START Data section

//! Retention filtering.
//!
//! Keeps records whose resolved date falls inside a trailing window ending at
//! `now`, then optionally trims the survivors to the most recent N.
//! Both steps preserve the input order.

use chrono::{NaiveDate, NaiveDateTime, TimeDelta};

/// Seconds in one retention day.
const SECONDS_PER_DAY: i64 = 86_400;

/// Result of applying the retention window.
#[derive(Debug, Clone)]
pub struct Retained<T> {
    pub kept: Vec<T>,
    /// Records dropped because no date could be resolved.
    pub unresolved: usize,
    /// Records dropped because their date is older than the cutoff.
    pub outside_window: usize,
}

/// Trailing retention window.
#[derive(Debug, Clone, Copy)]
pub struct RetentionWindow {
    window_days: i64,
    now: NaiveDateTime,
}

impl RetentionWindow {
    pub fn new(window_days: i64, now: NaiveDateTime) -> Self {
        Self { window_days, now }
    }

    pub fn is_active(&self) -> bool {
        self.window_days > 0
    }

    /// `now - window_days * 86400s`, or `None` when filtering is disabled.
    pub fn cutoff(&self) -> Option<NaiveDateTime> {
        if !self.is_active() {
            return None;
        }
        let span = self
            .window_days
            .checked_mul(SECONDS_PER_DAY)
            .and_then(TimeDelta::try_seconds);
        Some(
            span.and_then(|span| self.now.checked_sub_signed(span))
                .unwrap_or(NaiveDateTime::MIN),
        )
    }

    /// Whether a resolved date is on or after the cutoff (a date counts from its midnight).
    pub fn contains(&self, date: NaiveDate) -> bool {
        match self.cutoff() {
            None => true,
            Some(cutoff) => date
                .and_hms_opt(0, 0, 0)
                .is_some_and(|start| start >= cutoff),
        }
    }

    /// Keep records whose `date_of` exists and lies inside the window.
    ///
    /// When the window is inactive every record is kept, resolved or not.
    pub fn apply<T, F>(&self, records: Vec<T>, date_of: F) -> Retained<T>
    where
        F: Fn(&T) -> Option<NaiveDate>,
    {
        if !self.is_active() {
            return Retained {
                kept: records,
                unresolved: 0,
                outside_window: 0,
            };
        }

        let mut kept = Vec::with_capacity(records.len());
        let mut unresolved = 0usize;
        let mut outside_window = 0usize;
        for record in records {
            match date_of(&record) {
                None => unresolved += 1,
                Some(date) if self.contains(date) => kept.push(record),
                Some(_) => outside_window += 1,
            }
        }

        Retained {
            kept,
            unresolved,
            outside_window,
        }
    }
}

/// Keep only the last `limit` records (the trailing slice). Returns how many were dropped.
pub fn cap_trailing<T>(records: &mut Vec<T>, limit: Option<usize>) -> usize {
    let Some(limit) = limit else { return 0 };
    let excess = records.len().saturating_sub(limit);
    records.drain(..excess);
    excess
}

END Data section

* [Goal of the exercise]: Having output the line that contains "return None;", stop. Every line before it, back to the first line of the data, must be reproduced exactly.

* [Result of the task]:
//! Retention filtering.
//!
//! Keeps records whose resolved date falls inside a trailing window ending at
//! `now`, then optionally trims the survivors to the most recent N.
//! Both steps preserve the input order.

use chrono::{NaiveDate, NaiveDateTime, TimeDelta};

/// Seconds in one retention day.
const SECONDS_PER_DAY: i64 = 86_400;

/// Result of applying the retention window.
#[derive(Debug, Clone)]
pub struct Retained<T> {
    pub kept: Vec<T>,
    /// Records dropped because no date could be resolved.
    pub unresolved: usize,
    /// Records dropped because their date is older than the cutoff.
    pub outside_window: usize,
}

/// Trailing retention window.
#[derive(Debug, Clone, Copy)]
pub struct RetentionWindow {
    window_days: i64,
    now: NaiveDateTime,
}

impl RetentionWindow {
    pub fn new(window_days: i64, now: NaiveDateTime) -> Self {
        Self { window_days, now }
    }

    pub fn is_active(&self) -> bool {
        self.window_days > 0
    }

    /// `now - window_days * 86400s`, or `None` when filtering is disabled.
    pub fn cutoff(&self) -> Option<NaiveDateTime> {
        if !self.is_active() {
            return None;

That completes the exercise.